De acordo com Vigotski (2012), por volta dos dois anos de idade, as curvas de
desenvolvimento do pensamento e da fala se fundem, inaugurando uma nova maneira
da criança se comportar no mundo. Este fato se constitui de grande relevância para o
desenvolvimento psicológico da criança, pois nela é despertada uma vaga consciência
do sentido da linguagem e o desejo de dominá-la. Embora, a fala e o pensamento não
sejam ligados por um elo primário, ao longo deste desenvolvimento tem início uma
conexão entre ambos, que se modifica e se transforma.

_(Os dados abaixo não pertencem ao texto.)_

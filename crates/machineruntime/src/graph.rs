use machinecore::{GraphDefinition, NodeKind};
use petgraph::algo::toposort;
use petgraph::graph::{DiGraph, NodeIndex};
use petgraph::visit::{Dfs, EdgeRef};
use petgraph::Direction;
use std::collections::{BTreeMap, BTreeSet};

/// What an edge in the analysis graph stands for.
#[derive(Debug, Clone, Copy, PartialEq, Eq)]
pub enum EdgeRole {
    /// Control moves between flow nodes.
    Transition,
    /// Data edge touching a context, tool or note node.
    Data,
}

/// Directed view of a definition for load-time analysis.
pub struct ControlGraph {
    graph: DiGraph<String, (usize, EdgeRole)>,
    index: BTreeMap<String, NodeIndex>,
}

impl ControlGraph {
    /// Build a dependency graph from the definition. Fork edges contribute
    /// one graph edge per target.
    pub fn build(definition: &GraphDefinition) -> Self {
        let mut graph = DiGraph::new();
        let mut index = BTreeMap::new();

        for node in definition.all_nodes() {
            let idx = graph.add_node(node.name.clone());
            index.insert(node.name.clone(), idx);
        }

        for (i, edge) in definition.edges.iter().enumerate() {
            let role = if definition.is_transition_edge(edge) {
                EdgeRole::Transition
            } else {
                EdgeRole::Data
            };
            let Some(&from) = index.get(&edge.source) else {
                continue;
            };
            for target in edge.target.names() {
                if let Some(&to) = index.get(target) {
                    graph.add_edge(from, to, (i, role));
                }
            }
        }

        Self { graph, index }
    }

    fn transition_graph(&self) -> DiGraph<String, ()> {
        let mut filtered = DiGraph::new();
        let mut map = BTreeMap::new();
        for idx in self.graph.node_indices() {
            map.insert(idx, filtered.add_node(self.graph[idx].clone()));
        }
        for edge in self.graph.edge_references() {
            if edge.weight().1 == EdgeRole::Transition {
                filtered.add_edge(map[&edge.source()], map[&edge.target()], ());
            }
        }
        filtered
    }

    /// Whether control flow contains no cycle.
    pub fn is_acyclic(&self) -> bool {
        toposort(&self.transition_graph(), None).is_ok()
    }

    /// Number of transitions on the longest control-flow path starting at
    /// `start`, or `None` when the control flow is cyclic.
    pub fn longest_path_from(&self, start: &str) -> Option<usize> {
        let graph = self.transition_graph();
        let order = toposort(&graph, None).ok()?;
        let start = graph.node_indices().find(|i| graph[*i] == start)?;

        let mut depth: BTreeMap<NodeIndex, usize> = BTreeMap::new();
        depth.insert(start, 0);
        for idx in order {
            let Some(&d) = depth.get(&idx) else {
                continue;
            };
            for next in graph.neighbors_directed(idx, Direction::Outgoing) {
                let entry = depth.entry(next).or_insert(0);
                *entry = (*entry).max(d + 1);
            }
        }
        depth.values().copied().max()
    }

    /// Tool nodes a node can reach through data edges, plus global tools
    /// (tool nodes nothing points at), in name order.
    pub fn reachable_tools(&self, definition: &GraphDefinition, node: &str) -> Vec<String> {
        let is_tool = |name: &str| {
            definition
                .find_node(name)
                .is_some_and(|n| n.kind == NodeKind::Tool)
        };
        let mut tools = BTreeSet::new();

        // Edges declared on an ancestor apply to its children.
        let mut scope = vec![node.to_string()];
        let mut current = node;
        while let Some(parent) = definition.parent_of(current) {
            scope.push(parent.name.clone());
            current = &parent.name;
        }

        for origin in &scope {
            let Some(&start) = self.index.get(origin) else {
                continue;
            };
            for edge in self.graph.edges_directed(start, Direction::Outgoing) {
                if !is_tool(&self.graph[edge.target()]) {
                    continue;
                }
                // Tools may compose further tools.
                let mut dfs = Dfs::new(&self.graph, edge.target());
                while let Some(idx) = dfs.next(&self.graph) {
                    if is_tool(&self.graph[idx]) {
                        tools.insert(self.graph[idx].clone());
                    }
                }
            }
        }

        for (name, idx) in &self.index {
            if is_tool(name)
                && self
                    .graph
                    .neighbors_directed(*idx, Direction::Incoming)
                    .next()
                    .is_none()
            {
                tools.insert(name.clone());
            }
        }

        tools.into_iter().collect()
    }
}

A criança, neste momento em que a fala começa a servir o intelecto e os
pensamentos se tornam verbais, vivencia o despertar da curiosidade pelo significado das
palavras que resulta na ampliação do vocabulário. Neste período a criança sente a
necessidade de dominar o signo que corresponde ao objeto, que serve para nomeá-lo
para comunicar-se socialmente.
Com a sua entrada no universo das palavras, a criança está em uma nova etapa,
cujo significado das palavras se encontra a unidade do pensamento verbal, elemento
básico da construção teórica de Vigotski. A relação entre pensamento e fala é estreita no
significado das palavras, pois se apresenta como um fenômeno de pensamento à medida
que ganha corpo por meio da fala, e se torna um fenômeno da fala em que está ligada ao
pensamento. Isto é, o pensamento verbal ou fala significativa representa a união da
palavra e pensamento. O significado das palavras está relacionado às experiências
vividas e ao ambiente que está inserido o sujeito, pois está em constante movimento.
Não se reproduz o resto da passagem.